I should note: Some people are buying Wooooo Coin: There have been 314 transactions in 3 days, according to a dashboard on the home page, and more than half of the tokens have been snapped up. It’s also (as of Thursday morning) holding a value of about a tenth of a penny per token, according to the tracker on the website. Past that, it’s hard to tell exactly who else is behind this. The website says it’s an offering of the Jenkins Group Foundation of Panama City (Panama, not Florida). I wish I could say more about them, but the Jenkins Group has literally no other presence online. It’s not often that you plug something into Google and get only one result.
Anyhow, I’ll let a post from Dailycoin sum this all up: “While the WOOOOO! Coin is cleverly branded around Flair’s bombastic persona … it’s hard to see it as anything other than a revenue-focused offering.”
Is this Flair’s first foray into finance? No! In 2007, just before the real estate bubble burst, he, his then wife Tiffany, and a business associate named Chris Porter launched “Ric Flair Finance,” which offered what it called a “Figure-4 Loan Process.”
It didn’t last long. Porter sued Flair over an unpaid loan (whose real name is Richard Fleihr) and, according to a 2011 Grantland story:
According to Fliehr’s response to the lawsuit … Porter told Fliehr that they didn’t need a lender or broker license to start the online company, which would generate leads and pass them to lenders for a fee. Fliehr advertised the company on WWE television broadcasts and before a NASCAR race in Delaware. When RFF finally launched, the “business model … turned out to be completely illegal.” North Carolina shut down the company for noncompliance.
The Grantland story used court documents and other public records to exhaustively detail Flair’s massive debts around Charlotte and beyond, fueled by four divorces and a larger-than-life lifestyle. Back in 2020, Flair said he had a million dollars in the bank, and that “everything is paid for.” Still, the unassailable mystique had worn off of Flair in the same fashion as it had worn off of the late Jerry Richardson. We’re all simultaneously capable of great and terrible things. Flair has just done exponentially more of those great and terrible things than most people.
I’ll admit: An earlier version of me was fascinated by Ric Flair. I first met him in 2011, when he and Mick Foley visited the television station in Charlotte where I worked. In 2013, I interviewed him about his 1995 trip to North Korea. He seemed … subdued. He was nothing like the bombastic personality of his promos. I’d also seen him around town a handful of times. He cut me off in traffic on Woodlawn Road. I saw him walking down a sidewalk at SouthPark mall. In some ways, it was more fun to catch Flair in mundane, everyday settings around town.

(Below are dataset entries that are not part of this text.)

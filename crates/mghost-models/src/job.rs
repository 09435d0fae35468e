//! Watermark job definitions.

use schemars::JsonSchema;
use serde::{Deserialize, Serialize};
use std::fmt;
use std::path::PathBuf;
use uuid::Uuid;

use crate::error::{ModelError, ModelResult};
use crate::sequence::KeySequence;

/// Default requested output codec (fourcc).
pub const DEFAULT_CODEC: &str = "mp4v";
/// Default fragment length in seconds.
pub const DEFAULT_FRAGMENT_LENGTH_SECS: f64 = 1.0;
/// Default worker pool size.
pub const DEFAULT_PARALLELISM: usize = 8;

/// Unique identifier for a job.
#[derive(Debug, Clone, PartialEq, Eq, Hash, Serialize, Deserialize, JsonSchema)]
#[serde(transparent)]
pub struct JobId(pub String);

impl JobId {
    /// Generate a new random job ID.
    pub fn new() -> Self {
        Self(Uuid::new_v4().to_string())
    }

    /// Create from an existing string.
    pub fn from_string(s: impl Into<String>) -> Self {
        Self(s.into())
    }

    /// Get the inner string.
    pub fn as_str(&self) -> &str {
        &self.0
    }
}

impl Default for JobId {
    fn default() -> Self {
        Self::new()
    }
}

impl fmt::Display for JobId {
    fn fmt(&self, f: &mut fmt::Formatter<'_>) -> fmt::Result {
        write!(f, "{}", self.0)
    }
}

/// How a sequence whose length differs from the fragment count is handled.
#[derive(Debug, Clone, Copy, PartialEq, Eq, Hash, Serialize, Deserialize, JsonSchema, Default)]
#[serde(rename_all = "snake_case")]
pub enum SequencePolicy {
    /// Repeat the sequence cyclically (longer sequences are truncated).
    /// A length mismatch is reported as a warning.
    #[default]
    Cyclic,
    /// Reject sequences whose length differs from the fragment count.
    Exact,
}

fn default_fragment_length() -> f64 {
    DEFAULT_FRAGMENT_LENGTH_SECS
}
fn default_parallelism() -> usize {
    DEFAULT_PARALLELISM
}

/// A key-based embedding job.
#[derive(Debug, Clone, Serialize, Deserialize, JsonSchema)]
pub struct WatermarkJob {
    /// Unique job ID
    #[serde(default)]
    pub id: JobId,

    /// Source video
    pub video_path: PathBuf,

    /// Destination video (overwritten if present)
    pub output_path: PathBuf,

    /// Candidate keys
    pub keys: Vec<i64>,

    /// Key selector per fragment
    pub sequence: KeySequence,

    /// Fragment length in seconds
    #[serde(default = "default_fragment_length", alias = "frag_length")]
    pub fragment_length_secs: f64,

    /// Worker pool size
    #[serde(default = "default_parallelism", alias = "threads")]
    pub parallelism: usize,

    /// Requested output codec (fourcc); defaults to `mp4v`
    #[serde(default, skip_serializing_if = "Option::is_none")]
    pub codec: Option<String>,

    /// Sequence length policy
    #[serde(default)]
    pub sequence_policy: SequencePolicy,
}

impl WatermarkJob {
    /// Create a job with default fragment length, parallelism and codec.
    pub fn new(
        video_path: impl Into<PathBuf>,
        output_path: impl Into<PathBuf>,
        keys: Vec<i64>,
        sequence: KeySequence,
    ) -> Self {
        Self {
            id: JobId::new(),
            video_path: video_path.into(),
            output_path: output_path.into(),
            keys,
            sequence,
            fragment_length_secs: DEFAULT_FRAGMENT_LENGTH_SECS,
            parallelism: DEFAULT_PARALLELISM,
            codec: None,
            sequence_policy: SequencePolicy::default(),
        }
    }

    pub fn with_fragment_length(mut self, secs: f64) -> Self {
        self.fragment_length_secs = secs;
        self
    }

    pub fn with_parallelism(mut self, parallelism: usize) -> Self {
        self.parallelism = parallelism;
        self
    }

    pub fn with_codec(mut self, codec: impl Into<String>) -> Self {
        self.codec = Some(codec.into());
        self
    }

    pub fn with_sequence_policy(mut self, policy: SequencePolicy) -> Self {
        self.sequence_policy = policy;
        self
    }

    /// Requested codec, falling back to the default.
    pub fn requested_codec(&self) -> &str {
        self.codec.as_deref().unwrap_or(DEFAULT_CODEC)
    }

    /// Sequence resolved to `(key index, key)` pairs.
    pub fn resolved_keys(&self) -> ModelResult<Vec<(usize, i64)>> {
        self.sequence.resolve(&self.keys)
    }

    /// Validate job shape. Does not touch the filesystem.
    pub fn validate(&self) -> ModelResult<()> {
        validate_common(&self.keys, self.fragment_length_secs, self.parallelism)?;
        self.sequence.resolve(&self.keys)?;
        if self.video_path == self.output_path {
            return Err(ModelError::invalid(
                "output_path must differ from video_path",
            ));
        }
        Ok(())
    }
}

/// A key-based extraction job.
#[derive(Debug, Clone, Serialize, Deserialize, JsonSchema)]
pub struct ExtractionJob {
    /// Unique job ID
    #[serde(default)]
    pub id: JobId,

    /// Video to analyse
    pub video_path: PathBuf,

    /// Candidate keys
    pub keys: Vec<i64>,

    /// Fragment length in seconds (must match the embedding job)
    #[serde(default = "default_fragment_length", alias = "frag_length")]
    pub fragment_length_secs: f64,

    /// Worker pool size
    #[serde(default = "default_parallelism", alias = "threads")]
    pub parallelism: usize,
}

impl ExtractionJob {
    pub fn new(video_path: impl Into<PathBuf>, keys: Vec<i64>) -> Self {
        Self {
            id: JobId::new(),
            video_path: video_path.into(),
            keys,
            fragment_length_secs: DEFAULT_FRAGMENT_LENGTH_SECS,
            parallelism: DEFAULT_PARALLELISM,
        }
    }

    pub fn with_fragment_length(mut self, secs: f64) -> Self {
        self.fragment_length_secs = secs;
        self
    }

    pub fn with_parallelism(mut self, parallelism: usize) -> Self {
        self.parallelism = parallelism;
        self
    }

    pub fn validate(&self) -> ModelResult<()> {
        validate_common(&self.keys, self.fragment_length_secs, self.parallelism)
    }
}

fn validate_common(keys: &[i64], fragment_length_secs: f64, parallelism: usize) -> ModelResult<()> {
    if keys.is_empty() {
        return Err(ModelError::invalid("keys list cannot be empty"));
    }
    if !fragment_length_secs.is_finite() || fragment_length_secs <= 0.0 {
        return Err(ModelError::invalid(format!(
            "fragment length must be positive, got {}",
            fragment_length_secs
        )));
    }
    if parallelism == 0 {
        return Err(ModelError::invalid("parallelism must be at least 1"));
    }
    Ok(())
}

#[cfg(test)]
mod tests {
    use super::*;

    fn job() -> WatermarkJob {
        WatermarkJob::new(
            "in.mp4",
            "out.mp4",
            vec![10, 11, 12, 13],
            KeySequence::from_indices([0, 2, 3, 1]),
        )
    }

    #[test]
    fn test_valid_job() {
        assert!(job().validate().is_ok());
        assert_eq!(job().requested_codec(), DEFAULT_CODEC);
    }

    #[test]
    fn test_rejects_empty_keys_and_sequence() {
        let mut j = job();
        j.keys.clear();
        assert!(j.validate().is_err());

        let mut j = job();
        j.sequence = KeySequence::default();
        assert!(j.validate().is_err());
    }

    #[test]
    fn test_rejects_bad_numbers() {
        assert!(job().with_fragment_length(0.0).validate().is_err());
        assert!(job().with_fragment_length(-1.0).validate().is_err());
        assert!(job().with_fragment_length(f64::NAN).validate().is_err());
        assert!(job().with_parallelism(0).validate().is_err());
    }

    #[test]
    fn test_rejects_same_input_and_output() {
        let mut j = job();
        j.output_path = j.video_path.clone();
        assert!(j.validate().is_err());
    }

    #[test]
    fn test_deserialize_original_field_names() {
        let j: WatermarkJob = serde_json::from_str(
            r#"{"video_path":"a.mp4","output_path":"b.mp4","keys":[10,11],"sequence":[0,1],"frag_length":2,"threads":4}"#,
        )
        .unwrap();
        assert_eq!(j.fragment_length_secs, 2.0);
        assert_eq!(j.parallelism, 4);
        assert_eq!(j.sequence_policy, SequencePolicy::Cyclic);
    }

    #[test]
    fn test_extraction_job_validation() {
        assert!(ExtractionJob::new("a.mp4", vec![1]).validate().is_ok());
        assert!(ExtractionJob::new("a.mp4", vec![]).validate().is_err());
    }
}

Back in the early days of Twitter, I started a hashtag, #RicFlairSighting, to chronicle the times when people would bump into him at, say, the grocery store.
A few years ago, after Flair moved from North Carolina to suburban Atlanta, I wrote about the quaint time when a Ric Flair sighting was a rite of Charlotte passage. Long before cryptocurrency, a personal Flair story was a form of social currency in town. That currency is no long being minted. Charlotte and Flair had taken what had once made them interesting or unique and turned them into commodities.
Hence, Wooooo Coin now exists. So do Wooooo Wings (here’s how you pronounce that). So does Ric Flair Drip, a Nature Boy-branded personal cannabis line. Flair has trademarked his name and his catchphrase (which, officially, has five o’s). Those are the things that sell other things including, now, crypto. “By purchasing WOOOOO! Coin,” the token’s website says, “you are of the sound understanding that there is neither expectation, nor guarantee of financial gain.” Stylin', profilin', limousine riding, and jet flying have a price after all.
Simply sad. He, the wooooo and well, everything.
If you believe wrasslin is a sport, then you might belive Flair knows crypto.